Ci siamo fatti la nomina di essere frivoli, instabili e sfaticati e quel che è peggio siamo diventati convinti di ciò perfino in diretta autonomia. Ora tutti i paesi attorno a noi, stanno vivendo un ritorno di fiamma che appare essere – a tutti gli effetti – una seconda ondata. Non possiamo non valutare la possibilità che anche per noi ci sia questa incognita.
Tant’è che la nostra società può ancora una volta distinguersi, dopo aver “insegnato” al mondo come contrastare la pandemia iniziale (il metodo italiano è oggi fortemente praticato), attraverso un meticoloso approccio rivolto al cambiamento delle abitudini sociali. Per far questo, ognuno di noi può e deve fare la propria parte.

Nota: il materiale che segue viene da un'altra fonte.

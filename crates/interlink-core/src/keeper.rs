//! Connection, client and proof verification collaborator.
//!
//! Connections, light clients and the proof format are owned by the host.
//! The lifecycle engine consumes them through [`ConnectionKeeper`] and never
//! inspects a proof: it hands over the claim it needs substantiated and
//! acts on the verdict.
//!
//! Every verification claim is a commitment or a counter value at a
//! canonical key (see [`interlink_proto::path`]) on the counterparty ledger
//! at `proof_height`.

use interlink_proto::{
    ChannelId, ClientId, ClientState, Commitment, ConnectionEnd, ConnectionId, Height, PortId,
};
use thiserror::Error;

/// Why a counterparty claim could not be substantiated.
#[derive(Debug, Clone, PartialEq, Eq, Error)]
pub enum VerificationError {
    /// The client has no consensus state at the proof height
    #[error("no consensus state at height {0}")]
    ConsensusStateNotFound(Height),

    /// Proof bytes could not be interpreted
    #[error("malformed proof: {0}")]
    MalformedProof(String),

    /// Proof does not establish the claimed value at the key
    #[error("value at {path} does not match the claim")]
    ValueMismatch {
        /// Key the claim was made about
        path: String,
    },

    /// Proof shows the key is absent
    #[error("key {path} is absent on the counterparty")]
    Absent {
        /// Key the claim was made about
        path: String,
    },
}

/// Host capability for connections, clients and proof verification.
pub trait ConnectionKeeper {
    /// Look up a connection end.
    fn connection_end(&self, connection_id: &ConnectionId) -> Option<ConnectionEnd>;

    /// Look up a light client state.
    fn client_state(&self, client_id: &ClientId) -> Option<ClientState>;

    /// Verify the counterparty stores `commitment` as the packet commitment
    /// at `(port_id, channel_id, sequence)`.
    #[allow(clippy::too_many_arguments)]
    fn verify_packet_commitment(
        &self,
        connection: &ConnectionEnd,
        proof_height: Height,
        proof: &[u8],
        port_id: &PortId,
        channel_id: &ChannelId,
        sequence: u64,
        commitment: &Commitment,
    ) -> Result<(), VerificationError>;

    /// Verify the counterparty stores `acknowledgement` as the
    /// acknowledgement commitment at `(port_id, channel_id, sequence)`.
    #[allow(clippy::too_many_arguments)]
    fn verify_packet_acknowledgement(
        &self,
        connection: &ConnectionEnd,
        proof_height: Height,
        proof: &[u8],
        port_id: &PortId,
        channel_id: &ChannelId,
        sequence: u64,
        acknowledgement: &Commitment,
    ) -> Result<(), VerificationError>;

    /// Verify the counterparty's next-receive counter at
    /// `(port_id, channel_id)` equals `next_sequence_recv`.
    fn verify_next_sequence_recv(
        &self,
        connection: &ConnectionEnd,
        proof_height: Height,
        proof: &[u8],
        port_id: &PortId,
        channel_id: &ChannelId,
        next_sequence_recv: u64,
    ) -> Result<(), VerificationError>;
}
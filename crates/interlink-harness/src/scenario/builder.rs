//! Scenario builder API.
//!
//! Provides a declarative API for constructing scenario tests that enforce
//! the Oracle Pattern.

use bytes::Bytes;
use interlink_proto::{Coin, FungibleTokenPacketData, Height, Order};

use crate::scenario::{OracleFn, World};

/// Order in which the relayer delivers pending packets.
#[derive(Debug, Clone, Copy, PartialEq, Eq)]
pub enum Delivery {
    /// Oldest packet first
    Sequential,
    /// Newest packet first
    Reverse,
}

#[derive(Debug, Clone)]
enum Payload {
    Opaque(Bytes),
    Transfer { denom: String, amount: u64 },
}

/// Scenario builder.
///
/// Describe the run, then call `.oracle()` to get a [`RunnableScenario`].
pub struct Scenario {
    name: String,
    ordering: Order,
    ttl: u64,
    payloads: Vec<Payload>,
    blocks_before_delivery: u64,
    delivery: Delivery,
    acknowledge: bool,
}

impl Scenario {
    /// Create a scenario over an unordered channel.
    pub fn new(name: impl Into<String>) -> Self {
        Self {
            name: name.into(),
            ordering: Order::Unordered,
            ttl: 100,
            payloads: Vec::new(),
            blocks_before_delivery: 0,
            delivery: Delivery::Sequential,
            acknowledge: true,
        }
    }

    /// Channel ordering.
    pub fn ordering(mut self, ordering: Order) -> Self {
        self.ordering = ordering;
        self
    }

    /// Blocks until timeout for packets sent after this call.
    pub fn timeout_after(mut self, blocks: u64) -> Self {
        self.ttl = blocks;
        self
    }

    /// Queue an opaque packet.
    pub fn packet(mut self, data: impl Into<Bytes>) -> Self {
        self.payloads.push(Payload::Opaque(data.into()));
        self
    }

    /// Queue `count` opaque packets with distinct payloads.
    pub fn packets(mut self, count: u64) -> Self {
        for n in 0..count {
            self.payloads.push(Payload::Opaque(Bytes::from(format!("packet-{n}"))));
        }
        self
    }

    /// Queue a token transfer packet.
    pub fn transfer(mut self, denom: impl Into<String>, amount: u64) -> Self {
        self.payloads.push(Payload::Transfer { denom: denom.into(), amount });
        self
    }

    /// Blocks the destination produces before the relayer starts.
    pub fn advance_before_delivery(mut self, blocks: u64) -> Self {
        self.blocks_before_delivery = blocks;
        self
    }

    /// Delivery order.
    pub fn delivery(mut self, delivery: Delivery) -> Self {
        self.delivery = delivery;
        self
    }

    /// Stop after delivery; acknowledgements are never relayed back.
    pub fn skip_acknowledgements(mut self) -> Self {
        self.acknowledge = false;
        self
    }

    /// Set the oracle function and return a runnable scenario.
    ///
    /// The oracle is mandatory - you cannot run a scenario without
    /// verification.
    pub fn oracle(self, oracle: OracleFn) -> RunnableScenario {
        RunnableScenario { scenario: self, oracle }
    }
}

/// A scenario with an oracle function that can be executed.
pub struct RunnableScenario {
    scenario: Scenario,
    oracle: OracleFn,
}

impl RunnableScenario {
    /// Execute the scenario.
    ///
    /// 1. Open the channel on both ledgers
    /// 2. Send every queued packet on the source
    /// 3. Advance the destination
    /// 4. Attempt one delivery per pending packet in the chosen order
    /// 5. Relay back every acknowledgement, unless skipped
    ///
    /// Failed relay steps are recorded in the world rather than aborting
    /// the run; only send failures and the oracle fail the scenario.
    pub fn run(self) -> Result<World, String> {
        let scenario = self.scenario;
        let mut world = World::new(scenario.ordering)?;

        for payload in scenario.payloads {
            let sent = match payload {
                Payload::Opaque(data) => world.send_opaque(data, scenario.ttl),
                Payload::Transfer { denom, amount } => {
                    let client_height = world.source().handler().keeper().client_height();
                    let timeout = Height::new(client_height.value().saturating_add(scenario.ttl));
                    world.send(FungibleTokenPacketData::new(
                        vec![Coin::new(denom, amount)],
                        "sender",
                        "receiver",
                        true,
                        timeout,
                    ))
                },
            };
            sent.map_err(|e| format!("Scenario '{}': send failed: {e}", scenario.name))?;
        }

        world.destination_mut().advance(scenario.blocks_before_delivery);

        // Failed deliveries stay pending, so skip past them
        let attempts = world.relayer().pending().len();
        let mut skipped = 0;
        for _ in 0..attempts {
            let index = match scenario.delivery {
                Delivery::Sequential => skipped,
                Delivery::Reverse => world.relayer().pending().len().saturating_sub(1 + skipped),
            };
            if world.deliver(index).is_err() {
                skipped += 1;
            }
        }

        if scenario.acknowledge {
            while !world.relayer().delivered().is_empty() {
                world
                    .acknowledge(0)
                    .map_err(|e| format!("Scenario '{}': acknowledge failed: {e}", scenario.name))?;
            }
        }

        (self.oracle)(&world).map_err(|e| format!("Scenario '{}': {e}", scenario.name))?;

        Ok(world)
    }
}
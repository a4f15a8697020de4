//! Relaying with forged inputs.
//!
//! The honest relayer always builds proofs from committed state. These
//! tests bypass it and call the ledgers directly with proofs and claims a
//! dishonest relayer could submit.

use bytes::Bytes;
use interlink_core::{Error, PacketError, VerificationError};
use interlink_harness::{RelayError, Relayer, scenario::World, sim_chain::prove};
use interlink_proto::{Commitment, ConnectionState, Height, OpaquePacketData, Order, Packet, path};

fn world_with_sent_packet(ordering: Order) -> (World, Packet<OpaquePacketData>) {
    let mut world = World::new(ordering).unwrap();
    world.send_opaque(&b"transfer me"[..], 50).unwrap();
    let packet = world.relayer().pending()[0].clone();
    (world, packet)
}

#[test]
fn forged_packet_data_fails_verification() {
    let (mut world, packet) = world_with_sent_packet(Order::Unordered);
    let proof_height = world.source().height();

    let mut forged = packet;
    forged.data = OpaquePacketData::new(&b"transfer you"[..], forged.data.timeout_height);
    let proof = prove(
        &path::packet_commitment(&forged.source_port, &forged.source_channel, forged.sequence),
        forged.commitment().as_bytes(),
    );

    let destination = world.destination_mut();
    destination.handler_mut().keeper_mut().update_client(proof_height);
    let host_height = destination.height();
    let result = destination.handler().recv_packet(forged, &proof, proof_height, &host_height);

    assert!(matches!(
        result,
        Err(PacketError::VerificationFailed { source: VerificationError::ValueMismatch { .. }, .. })
    ));
}

#[test]
fn proof_for_another_key_is_malformed() {
    let (mut world, packet) = world_with_sent_packet(Order::Unordered);
    let proof_height = world.source().height();

    // Right value, wrong key
    let proof = prove(
        &path::packet_commitment(&packet.source_port, &packet.source_channel, 99),
        packet.commitment().as_bytes(),
    );

    let destination = world.destination_mut();
    destination.handler_mut().keeper_mut().update_client(proof_height);
    let host_height = destination.height();
    let result = destination.handler().recv_packet(packet, &proof, proof_height, &host_height);

    assert!(matches!(
        result,
        Err(PacketError::VerificationFailed { source: VerificationError::MalformedProof(_), .. })
    ));
}

#[test]
fn proof_beyond_client_height_is_rejected() {
    let (mut world, packet) = world_with_sent_packet(Order::Unordered);
    let proof = prove(
        &path::packet_commitment(&packet.source_port, &packet.source_channel, packet.sequence),
        packet.commitment().as_bytes(),
    );

    // Client never updated, so no consensus state at height 1
    let destination = world.destination_mut();
    let host_height = destination.height();
    let result = destination.handler().recv_packet(packet, &proof, Height::new(1), &host_height);

    assert!(matches!(
        result,
        Err(PacketError::VerificationFailed {
            source: VerificationError::ConsensusStateNotFound(_),
            ..
        })
    ));
}

#[test]
fn forged_acknowledgement_cannot_clean_up() {
    let (mut world, _) = world_with_sent_packet(Order::Unordered);
    world.deliver(0).unwrap();
    let delivered = world.relayer().delivered()[0].clone();
    let proof_height = world.destination().height();

    let forged_ack = Bytes::from_static(br#"{"result":"forged"}"#);
    let proof = prove(
        &path::packet_acknowledgement(
            &delivered.packet.destination_port,
            &delivered.packet.destination_channel,
            delivered.packet.sequence,
        ),
        Commitment::acknowledgement(&forged_ack).as_bytes(),
    );

    let source = world.source_mut();
    source.handler_mut().keeper_mut().update_client(proof_height);
    let result = source.handler_mut().cleanup_packet(
        delivered.packet.clone(),
        &proof,
        proof_height,
        delivered.packet.sequence + 1,
        &forged_ack,
    );

    assert!(matches!(
        result,
        Err(Error::Packet(PacketError::VerificationFailed {
            source: VerificationError::ValueMismatch { .. },
            ..
        }))
    ));
    assert_eq!(source.handler().in_flight_sequences(source.port_id(), source.channel_id()), vec![1]);
}

#[test]
fn ordered_cleanup_with_inflated_counter_fails() {
    let (mut world, _) = world_with_sent_packet(Order::Ordered);
    world.deliver(0).unwrap();
    let delivered = world.relayer().delivered()[0].clone();
    let proof_height = world.destination().height();

    // Destination's next receive is 2; claim 3
    let proof = prove(
        &path::next_sequence_recv(
            &delivered.packet.destination_port,
            &delivered.packet.destination_channel,
        ),
        &3u64.to_be_bytes(),
    );

    let source = world.source_mut();
    source.handler_mut().keeper_mut().update_client(proof_height);
    let result =
        source.handler_mut().cleanup_packet(delivered.packet.clone(), &proof, proof_height, 3, b"");

    assert!(matches!(result, Err(Error::Packet(PacketError::VerificationFailed { .. }))));
}

#[test]
fn replayed_delivery_is_rejected_on_ordered_channel() {
    let (mut world, packet) = world_with_sent_packet(Order::Ordered);
    world.deliver(0).unwrap();

    // A second relayer that also saw the send event replays it
    let mut replayer = Relayer::new();
    replayer.scan(world.source()).unwrap();
    assert_eq!(replayer.pending(), &[packet][..]);

    let (source, destination) = world.chains_mut();
    let result = replayer.deliver(0, source, destination);

    assert!(matches!(result, Err(RelayError::Packet(PacketError::InvalidPacket { .. }))));
    insta::assert_snapshot!(
        result.unwrap_err().to_string(),
        @"invalid packet: packet sequence ≠ next receive sequence (1 ≠ 2)"
    );
    assert_eq!(world.observable_state().next_recv, 2);
    assert_eq!(world.observable_state().acknowledgements, 1);
}

#[test]
fn replayed_delivery_overwrites_nothing_on_unordered_channel() {
    let (mut world, _) = world_with_sent_packet(Order::Unordered);
    world.deliver(0).unwrap();
    let before = world.destination().handler().store().clone();

    let mut replayer = Relayer::new();
    replayer.scan(world.source()).unwrap();
    let (source, destination) = world.chains_mut();
    // Unordered receipt is idempotent: same packet, same acknowledgement
    replayer.deliver(0, source, destination).unwrap();

    assert_eq!(world.destination().handler().store(), &before);
}

#[test]
fn delivery_over_reopening_connection_is_rejected() {
    let (mut world, _) = world_with_sent_packet(Order::Unordered);
    world
        .destination_mut()
        .handler_mut()
        .keeper_mut()
        .set_connection_state(ConnectionState::TryOpen);

    let err = world.deliver(0).unwrap_err();
    insta::assert_snapshot!(
        err.to_string(),
        @"invalid connection state: connection state is not OPEN (got TRYOPEN)"
    );
    // Packet stays queued for a later attempt
    assert_eq!(world.relayer().pending().len(), 1);
    assert_eq!(world.observable_state().acknowledgements, 0);
}
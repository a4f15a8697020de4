//! Identifier parsing must never panic, and whatever parses must survive a
//! trip through its string form.

#![no_main]

use interlink_proto::{ChannelId, ClientId, ConnectionId, PortId};
use libfuzzer_sys::fuzz_target;

fuzz_target!(|data: &[u8]| {
    let Ok(s) = std::str::from_utf8(data) else {
        return;
    };

    if let Ok(id) = s.parse::<PortId>() {
        assert_eq!(id.as_str(), s);
    }
    if let Ok(id) = s.parse::<ChannelId>() {
        assert_eq!(id.as_str(), s);
    }
    let _ = s.parse::<ConnectionId>();
    let _ = s.parse::<ClientId>();
});
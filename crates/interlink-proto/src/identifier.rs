//! Host identifiers for ports, channels, connections and clients.
//!
//! Identifiers are caller-assigned strings. They are opaque to the lifecycle
//! engine, but every identifier that enters the system has been checked
//! against the host grammar: no blanks, no path separators, a restricted
//! character set and per-kind length bounds.
//!
//! The `/` exclusion matters because identifiers are spliced into store key
//! paths (see [`crate::path`]); a separator inside an identifier would let two
//! distinct keys collide.

use std::{fmt, str::FromStr};

use serde::{Deserialize, Serialize};

use crate::errors::{Result, ValidationError};

/// Returns true if `ch` belongs to the identifier alphabet.
fn is_identifier_char(ch: char) -> bool {
    ch.is_ascii_alphanumeric() || matches!(ch, '.' | '_' | '+' | '-' | '#' | '[' | ']' | '<' | '>')
}

/// Validate `id` against the identifier grammar with the given bounds.
pub fn validate_identifier(kind: &'static str, id: &str, min: usize, max: usize) -> Result<()> {
    if id.trim().is_empty() {
        return Err(ValidationError::BlankIdentifier { kind });
    }

    let len = id.len();
    if len < min || len > max {
        return Err(ValidationError::IdentifierLength { kind, id: id.to_string(), len, min, max });
    }

    if let Some(ch) = id.chars().find(|c| !is_identifier_char(*c)) {
        return Err(ValidationError::IdentifierCharacter { kind, id: id.to_string(), ch });
    }

    Ok(())
}

macro_rules! identifier {
    ($(#[$meta:meta])* $name:ident, $kind:literal, $min:expr, $max:expr) => {
        $(#[$meta])*
        #[derive(Debug, Clone, PartialEq, Eq, PartialOrd, Ord, Hash, Serialize, Deserialize)]
        #[serde(try_from = "String", into = "String")]
        pub struct $name(String);

        impl $name {
            /// Minimum identifier length
            pub const MIN_LEN: usize = $min;
            /// Maximum identifier length
            pub const MAX_LEN: usize = $max;

            /// Parse and validate an identifier.
            pub fn new(id: impl Into<String>) -> Result<Self> {
                let id = id.into();
                validate_identifier($kind, &id, Self::MIN_LEN, Self::MAX_LEN)?;
                Ok(Self(id))
            }

            /// Borrow the identifier as a string slice.
            pub fn as_str(&self) -> &str {
                &self.0
            }
        }

        impl fmt::Display for $name {
            fn fmt(&self, f: &mut fmt::Formatter<'_>) -> fmt::Result {
                f.write_str(&self.0)
            }
        }

        impl FromStr for $name {
            type Err = ValidationError;

            fn from_str(s: &str) -> Result<Self> {
                Self::new(s)
            }
        }

        impl TryFrom<String> for $name {
            type Error = ValidationError;

            fn try_from(s: String) -> Result<Self> {
                Self::new(s)
            }
        }

        impl From<$name> for String {
            fn from(id: $name) -> Self {
                id.0
            }
        }

        impl AsRef<str> for $name {
            fn as_ref(&self) -> &str {
                &self.0
            }
        }
    };
}

identifier!(
    /// Port identifier, naming the application module bound to a channel end.
    PortId,
    "port",
    2,
    64
);

identifier!(
    /// Channel identifier, unique per port.
    ChannelId,
    "channel",
    8,
    64
);

identifier!(
    /// Connection identifier referenced by a channel's single hop.
    ConnectionId,
    "connection",
    10,
    64
);

identifier!(
    /// Light client identifier backing a connection.
    ClientId,
    "client",
    9,
    64
);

E questo può e deve passare da un’analisi puntuale e meticolosa (senza alcuna improvvisazione) che ci consenta di fare una programmazione per rivedere certezze ed abitudini, consapevoli che nella globalizzazione abbiamo opportunità da cogliere, ma anche tante minacce da non minimizzare con superficialità.
Il pericolo di credere che l’inattività produca necessariamente un crollo dei consumi e il congelamento della libera circolazione in tutti gli ambiti possibili, privilegerebbe esclusivamente le logiche economiche speculative in barba all’importanza della salute pubblica.
La nostra sanità sicuramente ha già sperimentato efficaci strategie per resistere meglio ad una ricaduta, non è però detto che abbia ugualmente la forza per agire senza ulteriori gravi problemi.
Abbiamo certamente più esperienza e non necessitiamo di lavorare contro un nemico invisibile cercando di improvvisare metodi di contrasto in particolar modo in regime di stress per sovraffollamento.
Abbiamo vinto una battaglia, perché il “nemico” ha ritirato la propria forza d’urto, durante l’estate, con le temperature alte e per il fatto che si sta più tempo all’aria aperta.
La guerra è ancora in atto, è chiaro da quanto emerge dalla situazione mondiale. Non è il caso di creare allarmismi, ma neanche di sdrammatizzare non dando quell’importanza alla prevenzione e alla prudenza.
Non ci vuole solo coraggio. Ci vuole determinazione a veicolare gli investimenti pubblici per dare ossigeno in maniera mirata senza cercare consensi populisti. Le regole andranno spiegate con pazienza e bisognerà esercitarle con un rigore straordinario. Solo così la disciplina entrerà a regime e diventerà il propulsore del nuovo mondo economico e costituirà nuovi equilibri.